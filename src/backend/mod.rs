//! # Execution backends: the loop contract and its two implementations.
//!
//! A worker's execution unit — OS thread or OS process — runs the same loop:
//!
//! ```text
//! loop {
//!   ├─► block on the private FIFO queue            (only suspension point)
//!   ├─► sentinel?        → transition Closed, return (unit terminates)
//!   ├─► transition Pending
//!   ├─► invoke the task's handler with its args
//!   │     └─ Err/panic   → fatal: log, return      (unit dies, no Closed)
//!   ├─► completion hook with the return value (if any)
//!   └─► transition Free, repeat
//! }
//! ```
//!
//! The loop is written **once**, in [`drive`], and parameterized over the
//! dequeue operation, the execution step, and a [`StateSink`]. The thread
//! backend sinks transitions straight into the shared [`StateCell`]; the
//! process host additionally mirrors each transition onto its control pipe so
//! the parent's cell stays accurate across the process boundary.
//!
//! ## Rules
//! - Tasks are processed strictly in submission (FIFO) order.
//! - The sentinel travels the same queue, so shutdown is graceful: it is
//!   processed only after every previously submitted task completed.
//! - A failed handler is fatal to the unit. The unit exits **without**
//!   reaching `Closed`; the facade detects the dead unit and reports
//!   [`WorkerDead`](crate::WorkerError::WorkerDead) on later calls.

pub(crate) mod host;
mod process;
mod thread;

pub(crate) use process::ProcessBackend;
pub(crate) use thread::ThreadBackend;

use std::sync::Arc;

use crate::error::{TaskError, WorkerError};
use crate::state::{StateCell, WorkerState};
use crate::tasks::Task;

/// Receives the loop's state transitions.
///
/// The thread backend's sink is the shared cell itself; the process host's
/// sink also writes a `State` frame to the control pipe per transition.
pub(crate) trait StateSink {
    fn transition(&self, state: WorkerState);
}

impl StateSink for StateCell {
    fn transition(&self, state: WorkerState) {
        self.store(state);
    }
}

/// Runs the shared worker loop until the sentinel arrives or a task fails.
///
/// - `dequeue` blocks for the next item; `None` means the sentinel (or a
///   closed queue, which is treated the same way).
/// - `execute` runs one task; an `Err` is fatal and terminates the loop with
///   the state left as-is (deliberately not `Closed`).
pub(crate) fn drive<T>(
    sink: &dyn StateSink,
    mut dequeue: impl FnMut() -> Option<T>,
    mut execute: impl FnMut(T) -> Result<(), TaskError>,
) {
    loop {
        let Some(item) = dequeue() else {
            sink.transition(WorkerState::Closed);
            return;
        };

        sink.transition(WorkerState::Pending);
        if let Err(err) = execute(item) {
            log::error!("task execution fatal to worker: {}", err.as_message());
            return;
        }
        sink.transition(WorkerState::Free);
    }
}

/// One worker's execution backend, owned exclusively by the facade.
pub(crate) trait Backend: Send + Sync {
    /// Enqueues a task on the private FIFO queue. Never blocks.
    fn enqueue(&self, task: Task) -> Result<(), WorkerError>;

    /// Enqueues the shutdown sentinel. Never blocks.
    fn signal_shutdown(&self) -> Result<(), WorkerError>;

    /// Returns the creator-visible state of the execution unit.
    fn state(&self) -> WorkerState;

    /// Returns a shared handle to the state cell (for registry entries).
    fn state_cell(&self) -> Arc<StateCell>;

    /// Returns `true` while the execution unit is running.
    fn is_alive(&self) -> bool;

    /// Blocks until the execution unit has fully terminated and its OS
    /// resources are released. Idempotent: later calls return immediately.
    fn join(&self) -> Result<(), WorkerError>;
}

#[cfg(test)]
mod tests {
    use super::*;
    use std::sync::Mutex;

    struct RecordingSink(Mutex<Vec<WorkerState>>);

    impl StateSink for RecordingSink {
        fn transition(&self, state: WorkerState) {
            self.0.lock().unwrap().push(state);
        }
    }

    #[test]
    fn test_sentinel_only_transitions_to_closed() {
        let sink = RecordingSink(Mutex::new(Vec::new()));
        drive::<()>(&sink, || None, |_| Ok(()));
        assert_eq!(*sink.0.lock().unwrap(), vec![WorkerState::Closed]);
    }

    #[test]
    fn test_items_then_sentinel() {
        let sink = RecordingSink(Mutex::new(Vec::new()));
        let mut queue = vec![Some(1), Some(2), None].into_iter();
        let mut seen = Vec::new();
        drive(
            &sink,
            || queue.next().flatten(),
            |n| {
                seen.push(n);
                Ok(())
            },
        );
        assert_eq!(seen, vec![1, 2]);
        assert_eq!(
            *sink.0.lock().unwrap(),
            vec![
                WorkerState::Pending,
                WorkerState::Free,
                WorkerState::Pending,
                WorkerState::Free,
                WorkerState::Closed,
            ]
        );
    }

    #[test]
    fn test_fatal_execution_stops_loop_before_closed() {
        let sink = RecordingSink(Mutex::new(Vec::new()));
        let mut queue = vec![Some(1), Some(2), None].into_iter();
        drive(
            &sink,
            || queue.next().flatten(),
            |_| {
                Err(TaskError::Failed {
                    error: "boom".into(),
                })
            },
        );
        // Dies on the first item: Pending recorded, never Free, never Closed.
        assert_eq!(*sink.0.lock().unwrap(), vec![WorkerState::Pending]);
    }
}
○ ○ ○
All lines containing "trait" in the material above should appear in your reply, copied exactly.

# OUTPUT FOR THIS EXERCISE
pub(crate) trait StateSink {
pub(crate) trait Backend: Send + Sync {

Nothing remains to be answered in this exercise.